ESSAY #7 – 10.7.21, POSTED 2.7.21

"When I See People, I Don't See Color"


Sometimes, people replace old myths with new myths, hoping it will improve our society. But often it has the opposite impact, creating more pain and separation. If the underlying belief structure of a new myth is the same as an old myth, can we really call that progress?

“When I See People, I Don’t See Color”“When I see people, I don’t see color.”

Sure, you don’t. In the words of my saintly mother, “In a pig’s snoot!”

Now, if you are not familiar with that phrase, it will help you to know that, in common vernacular, it could mean, “when pigs can fly.” (It might also interest you to know that my mother’s maiden name meant “pig keeper,” so the phrase may have been passed down through generations of swine specialists.)

We all see color, hair styles, clothing, body shapes, and many other distinguishing features of human beings. We are designed to unconsciously collect visual, auditory, and kinesthetic information—it is a natural process of the human perceiving system. And there is nothing wrong with seeing color—it may simply mean you are not dead.

“Oh,” you say, “that’s not what they mean by that. What they’re saying is that they don’t judge other people by the color of their skin.”

Well, that is a laudable intention, but it’s not true that they don’t judge people by the color of their skin. And their belief that they don’t sets up a whole new level of discrimination and judgment about other people and classes of people.

Creating a new level of bigotry

Let’s say I am telling a friend a story about my day, and I say, “I met with this Asian-American guy today and we were talking about—” And my friend interrupts me, saying, “Don’t say that! That’s racist. Why do you have to say anything about a person’s physical appearance?”

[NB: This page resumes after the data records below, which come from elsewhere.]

/// Builds the `Set-Cookie` string used to seed the jar from a stored cookie.
fn build_set_cookie_string(cookie: &CookieLine) -> String {
    let mut parts = vec![
        format!("{}={}", cookie.name, cookie.value),
        format!("Path={}", cookie.path),
    ];
    if cookie.tailmatch {
        parts.push(format!("Domain={}", cookie.domain.trim_start_matches('.')));
    }
    if cookie.secure {
        parts.push("Secure".to_string());
    }
    if cookie.expires > 0
        && let Some(at) = UNIX_EPOCH.checked_add(Duration::from_secs(cookie.expires))
    {
        parts.push(format!("Expires={}", httpdate::fmt_http_date(at)));
    }
    parts.join("; ")
}

fn build_origin_url(cookie: &CookieLine) -> Option<Url> {
    let scheme = if cookie.secure { "https" } else { "http" };
    let domain = cookie.domain.trim_start_matches('.');
    Url::parse(&format!("{scheme}://{domain}{}", cookie.path)).ok()
}

/// Cookie store that can be written back to a Netscape cookie file.
///
/// Matching and sending is delegated to [`reqwest::cookie::Jar`]; this type
/// only keeps a parallel record of what the jar accepted.
#[derive(Default)]
pub struct SessionJar {
    jar: Jar,
    records: Mutex<BTreeMap<CookieKey, CookieLine>>,
    dirty: AtomicBool,
}

impl fmt::Debug for SessionJar {
    fn fmt(&self, f: &mut fmt::Formatter<'_>) -> fmt::Result {
        f.debug_struct("SessionJar")
            .field("cookies", &self.len())
            .field("dirty", &self.dirty.load(Ordering::SeqCst))
            .finish_non_exhaustive()
    }
}
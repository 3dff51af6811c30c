//! Outreach domain models
//!
//! Campaigns own an ordered sequence of email steps and a list of contacts.
//! Each contact carries its own pipeline stage; every send attempt leaves one
//! delivery-log entry behind.

pub mod campaign;
pub mod contact;
pub mod delivery;

pub use campaign::{Campaign, CampaignStatus, SequenceStep, StepType};
pub use contact::{Contact, NewContact, PipelineStage, PipelineSummary};
pub use delivery::{DeliveryLogEntry, DeliveryStatus, NewDeliveryLogEntry};
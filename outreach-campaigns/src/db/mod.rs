//! Database access for outreach-campaigns
//!
//! Campaign rows, per-contact rows and the append-only delivery log.
//! Timestamps are stored as RFC 3339 text.

pub mod campaigns;
pub mod contacts;
pub mod delivery_log;

use chrono::{DateTime, Utc};
use outreach_common::{Error, Result};

pub use outreach_common::db::init_database;

pub(crate) fn parse_timestamp(column: &str, value: &str) -> Result<DateTime<Utc>> {
    DateTime::parse_from_rfc3339(value)
        .map(|dt| dt.with_timezone(&Utc))
        .map_err(|e| Error::Internal(format!("Failed to parse {}: {}", column, e)))
}

pub(crate) fn parse_optional_timestamp(
    column: &str,
    value: Option<String>,
) -> Result<Option<DateTime<Utc>>> {
    value.map(|s| parse_timestamp(column, &s)).transpose()
}
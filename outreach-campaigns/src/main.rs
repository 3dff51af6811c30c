//! outreach-campaigns - Outreach campaign microservice
//!
//! Manages cold-outreach campaigns (sequences, contacts, pipeline stages)
//! and sends sequence steps to eligible contacts over an HTTP email provider.

use std::path::PathBuf;

use anyhow::{Context, Result};
use clap::Parser;
use tokio::signal;
use tracing::{error, info};
use tracing_subscriber::{layer::SubscriberExt, util::SubscriberInitExt};

use outreach_campaigns::services::build_transport;
use outreach_campaigns::AppState;

/// Command-line arguments for outreach-campaigns
#[derive(Parser, Debug)]
#[command(name = "outreach-campaigns")]
#[command(about = "Outreach campaign microservice")]
#[command(version)]
struct Args {
    /// Path to TOML config file
    #[arg(short, long, env = "OUTREACH_CONFIG")]
    config: Option<PathBuf>,

    /// Port to listen on (overrides config)
    #[arg(short, long, env = "OUTREACH_PORT")]
    port: Option<u16>,

    /// Address to bind to (overrides config)
    #[arg(long, env = "OUTREACH_BIND_ADDRESS")]
    bind_address: Option<String>,

    /// SQLite database path (overrides config)
    #[arg(short, long, env = "OUTREACH_DATABASE")]
    database: Option<PathBuf>,
}

#[tokio::main]
async fn main() -> Result<()> {
    let args = Args::parse();

    let mut config = outreach_common::config::load_config(args.config.as_deref())
        .context("Failed to load configuration")?;
    if let Some(port) = args.port {
        config.port = port;
    }
    if let Some(bind_address) = args.bind_address {
        config.bind_address = bind_address;
    }
    if let Some(database) = args.database {
        config.database_path = database;
    }

    // RUST_LOG wins over the configured level
    tracing_subscriber::registry()
        .with(
            tracing_subscriber::EnvFilter::try_from_default_env().unwrap_or_else(|_| {
                format!(
                    "outreach_campaigns={level},outreach_common={level},tower_http={level}",
                    level = config.logging.level
                )
                .into()
            }),
        )
        .with(tracing_subscriber::fmt::layer())
        .init();

    info!(
        "Starting outreach-campaigns v{} [{}] built {} ({})",
        env!("CARGO_PKG_VERSION"),
        env!("GIT_HASH"),
        env!("BUILD_TIMESTAMP"),
        env!("BUILD_PROFILE")
    );
    info!("Database: {}", config.database_path.display());
    info!("Site URL: {}", config.site_url);

    let db_pool = outreach_campaigns::db::init_database(&config.database_path)
        .await
        .context("Failed to initialize database")?;
    info!("Database connection established");

    let transport = build_transport(&config.email).context("Failed to build email transport")?;
    info!(
        transport = transport.name(),
        send_delay_ms = config.send_delay_ms,
        "Email transport ready"
    );

    let state = AppState::from_config(db_pool, &config, transport)
        .context("Failed to compile email templates")?;
    let app = outreach_campaigns::build_router(state);

    let addr = format!("{}:{}", config.bind_address, config.port);
    let listener = tokio::net::TcpListener::bind(&addr)
        .await
        .with_context(|| format!("Failed to bind to {}", addr))?;
    info!("Listening on http://{}", addr);
    info!("Health check: http://{}/health", addr);

    axum::serve(listener, app)
        .with_graceful_shutdown(shutdown_signal())
        .await
        .context("Server error")?;

    info!("Server shutdown complete");
    Ok(())
}

/// Graceful shutdown signal handler
async fn shutdown_signal() {
    let ctrl_c = async {
        if let Err(e) = signal::ctrl_c().await {
            error!("Failed to listen for Ctrl+C: {}", e);
            std::future::pending::<()>().await;
        }
    };

    #[cfg(unix)]
    let terminate = async {
        match signal::unix::signal(signal::unix::SignalKind::terminate()) {
            Ok(mut stream) => {
                stream.recv().await;
            }
            Err(e) => {
                error!("Failed to install SIGTERM handler: {}", e);
                std::future::pending::<()>().await;
            }
        }
    };

    #[cfg(not(unix))]
    let terminate = std::future::pending::<()>();

    tokio::select! {
        _ = ctrl_c => {
            info!("Received Ctrl+C, shutting down");
        },
        _ = terminate => {
            info!("Received terminate signal, shutting down");
        },
    }
}
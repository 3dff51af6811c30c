//! Public directory links embedded in outreach emails

use url::form_urlencoded::byte_serialize;

/// Builds recipient-facing URLs on the public site
#[derive(Debug, Clone)]
pub struct ListingDirectory {
    site_url: String,
}

impl ListingDirectory {
    pub fn new(site_url: impl Into<String>) -> Self {
        let site_url = site_url.into();
        Self {
            site_url: site_url.trim_end_matches('/').to_string(),
        }
    }

    /// Listing page, or the directory index when the contact has no listing
    pub fn listing_url(&self, listing_id: Option<&str>) -> String {
        match listing_id.map(str::trim).filter(|id| !id.is_empty()) {
            Some(id) => format!("{}/listing/{}", self.site_url, encode(id)),
            None => format!("{}/directory", self.site_url),
        }
    }

    pub fn unsubscribe_url(&self, email: &str) -> String {
        format!("{}/unsubscribe?email={}", self.site_url, encode(email))
    }
}

fn encode(value: &str) -> String {
    byte_serialize(value.as_bytes()).collect()
}
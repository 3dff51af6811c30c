//! Common error types for the outreach services

use thiserror::Error;

/// Common result type for outreach operations
pub type Result<T> = std::result::Result<T, Error>;

/// Common error types shared by the outreach crates
#[derive(Error, Debug)]
pub enum Error {
    /// Database operation error (wraps sqlx::Error)
    #[error("Database error: {0}")]
    Database(#[from] sqlx::Error),

    /// I/O operation error (wraps std::io::Error)
    #[error("IO error: {0}")]
    Io(#[from] std::io::Error),

    /// Configuration loading or validation error
    #[error("Configuration error: {0}")]
    Config(String),

    /// Requested resource not found
    #[error("Not found: {0}")]
    NotFound(String),

    /// Invalid user input or request parameter
    #[error("Invalid input: {0}")]
    InvalidInput(String),

    /// Request conflicts with the current state of the resource
    #[error("Conflict: {0}")]
    Conflict(String),

    /// Internal server error
    #[error("Internal error: {0}")]
    Internal(String),
}
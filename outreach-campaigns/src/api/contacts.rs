//! Campaign contact endpoints

use axum::{
    extract::{Path, Query, State},
    routing::get,
    Json, Router,
};
use outreach_common::models::{Contact, NewContact, PipelineStage};
use serde::{Deserialize, Serialize};
use serde_json::{json, Value};
use tracing::info;

use super::{parse_campaign_id, require_campaign};
use crate::db::contacts as contact_db;
use crate::{ApiError, ApiResult, AppState};

#[derive(Debug, Deserialize)]
pub struct ListContactsQuery {
    pub stage: Option<String>,
}

#[derive(Debug, Serialize)]
pub struct ListContactsResponse {
    pub contacts: Vec<Contact>,
    pub total: usize,
}

#[derive(Debug, Deserialize)]
pub struct AddContactsRequest {
    #[serde(default)]
    pub contacts: Vec<NewContact>,
}

#[derive(Debug, Serialize)]
pub struct AddContactsResponse {
    pub success: bool,
    pub added: usize,
    pub skipped_duplicates: usize,
    pub total: i64,
}

#[derive(Debug, Deserialize)]
pub struct UpdateContactRequest {
    pub email: Option<String>,
    pub pipeline_stage: Option<PipelineStage>,
    pub current_step: Option<u32>,
}

/// GET /api/campaigns/:id/contacts?stage=
pub async fn list_contacts(
    State(state): State<AppState>,
    Path(id): Path<String>,
    Query(query): Query<ListContactsQuery>,
) -> ApiResult<Json<ListContactsResponse>> {
    let id = parse_campaign_id(&id)?;
    require_campaign(&state.db, id).await?;

    let stage = query
        .stage
        .as_deref()
        .filter(|s| !s.is_empty())
        .map(str::parse::<PipelineStage>)
        .transpose()?;

    let contacts = contact_db::list_contacts(&state.db, id, stage).await?;
    Ok(Json(ListContactsResponse {
        total: contacts.len(),
        contacts,
    }))
}

/// POST /api/campaigns/:id/contacts
///
/// Appends contacts; emails already in the campaign are skipped.
pub async fn add_contacts(
    State(state): State<AppState>,
    Path(id): Path<String>,
    Json(payload): Json<AddContactsRequest>,
) -> ApiResult<Json<AddContactsResponse>> {
    let id = parse_campaign_id(&id)?;
    require_campaign(&state.db, id).await?;

    if payload.contacts.is_empty() {
        return Err(ApiError::BadRequest(
            "contacts must be a non-empty array".to_string(),
        ));
    }

    let outcome = contact_db::insert_contacts(&state.db, id, payload.contacts).await?;
    let total = contact_db::count_contacts(&state.db, id).await?;

    info!(
        campaign_id = %id,
        added = outcome.added,
        skipped = outcome.skipped_duplicates,
        total,
        "Contacts added"
    );

    Ok(Json(AddContactsResponse {
        success: true,
        added: outcome.added,
        skipped_duplicates: outcome.skipped_duplicates,
        total,
    }))
}

/// PATCH /api/campaigns/:id/contacts
///
/// Operator override of one contact's stage and/or step.
pub async fn update_contact(
    State(state): State<AppState>,
    Path(id): Path<String>,
    Json(payload): Json<UpdateContactRequest>,
) -> ApiResult<Json<Value>> {
    let email = payload
        .email
        .as_deref()
        .map(str::trim)
        .filter(|e| !e.is_empty())
        .ok_or_else(|| ApiError::BadRequest("Email is required".to_string()))?;

    let id = parse_campaign_id(&id)?;
    require_campaign(&state.db, id).await?;

    let updated = contact_db::update_contact(
        &state.db,
        id,
        email,
        payload.pipeline_stage,
        payload.current_step,
    )
    .await?;

    if !updated {
        return Err(ApiError::NotFound(format!("Contact {} not found in campaign", email)));
    }

    info!(
        campaign_id = %id,
        recipient = %email,
        stage = ?payload.pipeline_stage,
        step = ?payload.current_step,
        "Contact updated"
    );

    Ok(Json(json!({ "success": true })))
}

/// Build contact routes
pub fn contact_routes() -> Router<AppState> {
    Router::new().route(
        "/api/campaigns/:id/contacts",
        get(list_contacts).post(add_contacts).patch(update_contact),
    )
}
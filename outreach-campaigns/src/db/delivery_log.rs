//! Delivery log database operations
//!
//! Append-only: rows are inserted once per send attempt and never updated.

use chrono::Utc;
use outreach_common::models::{DeliveryLogEntry, NewDeliveryLogEntry};
use outreach_common::{Error, Result};
use sqlx::{Row, SqlitePool};
use uuid::Uuid;

use super::{parse_optional_timestamp, parse_timestamp};
use crate::utils::{retry_on_lock, DEFAULT_MAX_LOCK_WAIT_MS};

/// Append one entry, returning its row id
pub async fn append_entry(pool: &SqlitePool, entry: &NewDeliveryLogEntry) -> Result<i64> {
    let now = Utc::now();
    let campaign_id = entry.campaign_id.to_string();
    let sent_at = entry.sent_at(now).map(|dt| dt.to_rfc3339());
    let created_at = now.to_rfc3339();
    let (campaign_id, sent_at, created_at) = (&campaign_id, &sent_at, &created_at);

    retry_on_lock("append_delivery_log", DEFAULT_MAX_LOCK_WAIT_MS, move || async move {
        let result = sqlx::query(
            r#"
            INSERT INTO email_sends (
                campaign_id, recipient_email, recipient_name, status,
                error_message, sent_at, created_at
            ) VALUES (?, ?, ?, ?, ?, ?, ?)
            "#,
        )
        .bind(campaign_id)
        .bind(&entry.recipient_email)
        .bind(&entry.recipient_name)
        .bind(entry.status.as_str())
        .bind(&entry.error_message)
        .bind(sent_at)
        .bind(created_at)
        .execute(pool)
        .await?;

        Ok(result.last_insert_rowid())
    })
    .await
}

/// All entries for a campaign, newest first
pub async fn list_entries(pool: &SqlitePool, campaign_id: Uuid) -> Result<Vec<DeliveryLogEntry>> {
    let rows = sqlx::query(
        r#"
        SELECT id, campaign_id, recipient_email, recipient_name, status,
               error_message, sent_at, created_at
        FROM email_sends
        WHERE campaign_id = ?
        ORDER BY id DESC
        "#,
    )
    .bind(campaign_id.to_string())
    .fetch_all(pool)
    .await?;

    rows.iter()
        .map(|row| -> Result<DeliveryLogEntry> {
            let status: String = row.get("status");
            let created_at: String = row.get("created_at");
            let stored_campaign: String = row.get("campaign_id");

            Ok(DeliveryLogEntry {
                id: row.get("id"),
                campaign_id: Uuid::parse_str(&stored_campaign).map_err(|e| {
                    Error::Internal(format!("Invalid campaign id {}: {}", stored_campaign, e))
                })?,
                recipient_email: row.get("recipient_email"),
                recipient_name: row.get("recipient_name"),
                status: status.parse()?,
                error_message: row.get("error_message"),
                sent_at: parse_optional_timestamp("sent_at", row.get("sent_at"))?,
                created_at: parse_timestamp("created_at", &created_at)?,
            })
        })
        .collect()
}
#[tokio::test]
async fn test_delivery_log_failure_becomes_warning() {
    let pool = test_pool().await;
    let campaign_id = seed_campaign(&pool, &[A, B]).await;
    sqlx::query("DROP TABLE email_sends").execute(&pool).await.unwrap();
    let state = test_state(pool.clone(), RecordingTransport::new());

    let batch = expect_batch(state.executor.execute(campaign_id, step(1)).await.unwrap());

    assert_eq!(batch.sent, 2);
    assert_eq!(batch.warnings.len(), 2);
    assert!(batch
        .warnings
        .iter()
        .all(|w| w.kind == WarningKind::DeliveryLogWrite));
    assert_eq!(stage_of(&pool, campaign_id, A).await, (PipelineStage::Contacted, 1));
    assert_eq!(emails_sent(&pool, campaign_id).await, 2);
}
//! Error types for outreach-campaigns
//!
//! `SendError` is the taxonomy of the send executor. Structural failures
//! (unknown campaign, bad step, nothing to send) abort before any email goes
//! out. Per-recipient transport failures are never errors; they are carried
//! in the batch result.
//!
//! `ApiError` maps both onto HTTP responses of the shape
//! `{ "error": "<message>", "code": "<CODE>" }`.

use axum::{
    http::StatusCode,
    response::{IntoResponse, Response},
    Json,
};
use outreach_common::models::PipelineStage;
use serde_json::json;
use thiserror::Error;
use uuid::Uuid;

/// Send executor errors
#[derive(Debug, Error)]
pub enum SendError {
    /// Campaign id does not resolve
    #[error("Campaign not found")]
    NotFound(Uuid),

    /// Requested step has no sequence entry
    #[error("Step {0} not found in sequence")]
    InvalidStep(usize),

    /// `test_email` was supplied but blank
    #[error("test_email must not be blank")]
    BlankTestEmail,

    /// Eligibility filter yielded nothing
    #[error("No contacts at stage \"{stage}\" to send to")]
    NoEligibleContacts { stage: PipelineStage },

    /// Subject template does not compile
    #[error("Invalid subject template for step {step}: {message}")]
    Template { step: u32, message: String },

    /// Loading the campaign or its contacts failed
    #[error(transparent)]
    Persistence(#[from] outreach_common::Error),
}

/// API error type
#[derive(Debug, Error)]
pub enum ApiError {
    /// Resource not found (404)
    #[error("{0}")]
    NotFound(String),

    /// Invalid request (400)
    #[error("{0}")]
    BadRequest(String),

    /// Nothing eligible to send (400, reports `sent: 0`)
    #[error("{0}")]
    NoEligibleContacts(String),

    /// Conflict (409) - e.g. replacing the sequence of an active campaign
    #[error("{0}")]
    Conflict(String),

    /// outreach-common error
    #[error(transparent)]
    Common(#[from] outreach_common::Error),
}

impl From<SendError> for ApiError {
    fn from(err: SendError) -> Self {
        match err {
            SendError::NotFound(_) => ApiError::NotFound(err.to_string()),
            SendError::InvalidStep(_) | SendError::BlankTestEmail | SendError::Template { .. } => {
                ApiError::BadRequest(err.to_string())
            }
            SendError::NoEligibleContacts { .. } => ApiError::NoEligibleContacts(err.to_string()),
            SendError::Persistence(inner) => ApiError::Common(inner),
        }
    }
}

impl IntoResponse for ApiError {
    fn into_response(self) -> Response {
        use outreach_common::Error as CommonError;

        let (status, error_code, message) = match self {
            ApiError::NotFound(msg) => (StatusCode::NOT_FOUND, "NOT_FOUND", msg),
            ApiError::BadRequest(msg) => (StatusCode::BAD_REQUEST, "BAD_REQUEST", msg),
            ApiError::NoEligibleContacts(msg) => {
                let body = Json(json!({
                    "error": msg,
                    "code": "NO_ELIGIBLE_CONTACTS",
                    "sent": 0,
                }));
                return (StatusCode::BAD_REQUEST, body).into_response();
            }
            ApiError::Conflict(msg) => (StatusCode::CONFLICT, "CONFLICT", msg),
            ApiError::Common(CommonError::NotFound(msg)) => (StatusCode::NOT_FOUND, "NOT_FOUND", msg),
            ApiError::Common(CommonError::InvalidInput(msg)) => {
                (StatusCode::BAD_REQUEST, "BAD_REQUEST", msg)
            }
            ApiError::Common(CommonError::Conflict(msg)) => (StatusCode::CONFLICT, "CONFLICT", msg),
            ApiError::Common(ref err) => {
                tracing::error!(error = %err, "Request failed");
                (
                    StatusCode::INTERNAL_SERVER_ERROR,
                    "COMMON_ERROR",
                    err.to_string(),
                )
            }
        };

        let body = Json(json!({
            "error": message,
            "code": error_code,
        }));

        (status, body).into_response()
    }
}

/// Result type for API handlers
pub type ApiResult<T> = Result<T, ApiError>;
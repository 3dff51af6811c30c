//! Services for outreach-campaigns

pub mod email_transport;
pub mod listing_directory;
pub mod send_executor;
pub mod template_renderer;
pub mod throttle;

pub use email_transport::{
    build_transport, DeliveryReceipt, EmailTransport, HttpEmailTransport, OutboundEmail,
    UnconfiguredTransport,
};
pub use listing_directory::ListingDirectory;
pub use send_executor::{
    BatchOutcome, RecipientResult, SendExecutor, SendOutcome, SendRequest, SendWarning,
    TestSendOutcome, WarningKind,
};
pub use template_renderer::{RenderError, RenderedEmail, TemplateRenderer};
pub use throttle::SendThrottle;
//! outreach-campaigns library interface
//!
//! Exposes the router, state and services for the binary and for
//! integration tests.

pub mod api;
pub mod db;
pub mod error;
pub mod services;
pub mod utils;

pub use crate::error::{ApiError, ApiResult, SendError};

use axum::Router;
use chrono::{DateTime, Utc};
use outreach_common::config::TomlConfig;
use sqlx::SqlitePool;
use std::sync::Arc;
use tower_http::trace::TraceLayer;

use crate::services::{
    EmailTransport, ListingDirectory, RenderError, SendExecutor, SendThrottle, TemplateRenderer,
};

/// Application state shared across handlers
#[derive(Clone)]
pub struct AppState {
    pub db: SqlitePool,
    pub executor: Arc<SendExecutor>,
    /// Service startup timestamp for uptime tracking
    pub startup_time: DateTime<Utc>,
}

impl AppState {
    pub fn new(db: SqlitePool, executor: Arc<SendExecutor>) -> Self {
        Self {
            db,
            executor,
            startup_time: Utc::now(),
        }
    }

    /// Wire the renderer, throttle and executor from configuration
    pub fn from_config(
        db: SqlitePool,
        config: &TomlConfig,
        transport: Arc<dyn EmailTransport>,
    ) -> Result<Self, RenderError> {
        let renderer = TemplateRenderer::new(
            ListingDirectory::new(&config.site_url),
            &config.reply_to,
            config.demo_phone_number.clone(),
        )?;

        let executor = SendExecutor::new(
            db.clone(),
            transport,
            Arc::new(renderer),
            SendThrottle::new(config.send_delay_ms),
        );

        Ok(Self::new(db, Arc::new(executor)))
    }
}

/// Build application router
pub fn build_router(state: AppState) -> Router {
    Router::new()
        .merge(api::campaign_routes())
        .merge(api::contact_routes())
        .merge(api::send_routes())
        .merge(api::health_routes())
        .layer(TraceLayer::new_for_http())
        .with_state(state)
}
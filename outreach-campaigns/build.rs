//! Build script for outreach-campaigns
//!
//! Stamps the binary with the identification logged at startup. Release
//! pipelines without a git checkout can set `OUTREACH_BUILD_ID` instead.

use std::path::Path;
use std::process::Command;

fn git(args: &[&str]) -> Option<String> {
    let output = Command::new("git").args(args).output().ok()?;
    if !output.status.success() {
        return None;
    }
    String::from_utf8(output.stdout)
        .ok()
        .map(|s| s.trim().to_string())
}

fn main() {
    println!("cargo:rerun-if-env-changed=OUTREACH_BUILD_ID");
    println!("cargo:rerun-if-changed=build.rs");

    // Rebuild when the checked-out commit moves
    if let Some(git_dir) = git(&["rev-parse", "--git-dir"]) {
        let git_dir = Path::new(&git_dir);
        println!("cargo:rerun-if-changed={}", git_dir.join("HEAD").display());
        if let Some(head_ref) = git(&["symbolic-ref", "-q", "HEAD"]) {
            println!("cargo:rerun-if-changed={}", git_dir.join(head_ref).display());
        }
    }

    let build_id = std::env::var("OUTREACH_BUILD_ID")
        .ok()
        .filter(|id| !id.trim().is_empty())
        .or_else(|| {
            let hash = git(&["rev-parse", "--short=8", "HEAD"])?;
            let dirty = git(&["status", "--porcelain", "--untracked-files=no"])
                .map(|status| !status.is_empty())
                .unwrap_or(false);
            Some(if dirty { format!("{}-dirty", hash) } else { hash })
        })
        .unwrap_or_else(|| "unknown".to_string());

    let build_timestamp = chrono::Utc::now().to_rfc3339_opts(chrono::SecondsFormat::Secs, true);
    let profile = std::env::var("PROFILE").unwrap_or_else(|_| "unknown".to_string());

    println!("cargo:rustc-env=GIT_HASH={}", build_id);
    println!("cargo:rustc-env=BUILD_TIMESTAMP={}", build_timestamp);
    println!("cargo:rustc-env=BUILD_PROFILE={}", profile);
}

No, it is not racist to notice someone’s physical appearance and mention it in a conversation. It is human to collect information—some of it completely useless—and store it in our memory banks. It is also totally natural to remember that information at a later time, however inaccurate, and share it with another human being. I appreciate that those who think noticing physical traits is prejudicial are trying to create a world sans prejudice and bigotry. But it is entirely possible that what they are actually doing is creating a new, more sophisticated level of bigotry that they are unaware of. They are setting a standard of behavior, often promulgated by many, based on their idea of what is socially insensitive. And they equate their idea of social insensitivity with racism. Let’s take a look at some of the dynamics involved. When you hear either “Black” or “White,” for instance, as a descriptor for another person, your mind will automatically begin to retrieve some of the meanings you have associated with that descriptor. Some people think that ignoring what they have perceived (like a person’s skin color) will remove their tendency to respond according to their personal embedded (and often unconscious) meanings. But those automatic responses can’t be eliminated without the person first becoming aware of what those embedded meanings are, coming face-to-face with them, and disputing them in real time.

Embedded meanings

Now, think of when you first began to have meanings about people of other colors. If you really have the ability to recall those first learnings, you may find that they happened before you ever met someone of another color. They may have been embedded unintentionally by parents, family members, or a show on the embedding box that we call a TV. Yet they are there, and they impact your experiencing in life. When I was in grade school, every year I would pick a girl to have a crush on (don’t ask me why—that’s just how it happened). She, the object of my attraction, never knew about my crush, and I never told anyone, but I thought of that girl as my girlfriend for most of that school year. It was an annual event, and 60 years later, I might even be able to name each one for every grade. However, as all of this only took place in my head, I can’t recall any particular events associated with the selections. The only event I can remember is the one where the crush didn’t happen, couldn’t happen. It was first or second grade, and we were gathering in the school’s gym for an assembly. I was working my way down a row of seats, and a black girl was coming from the other direction. She would have been one of the two black girls in my grade. Our eyes met, she smiled, and I was smitten. She was the most beautiful being on the planet in that moment, and nearly became my “girlfriend” that year. We each continued to wherever we were going, and before I sat down, I was overtaken by sadness and the realization that it could never be.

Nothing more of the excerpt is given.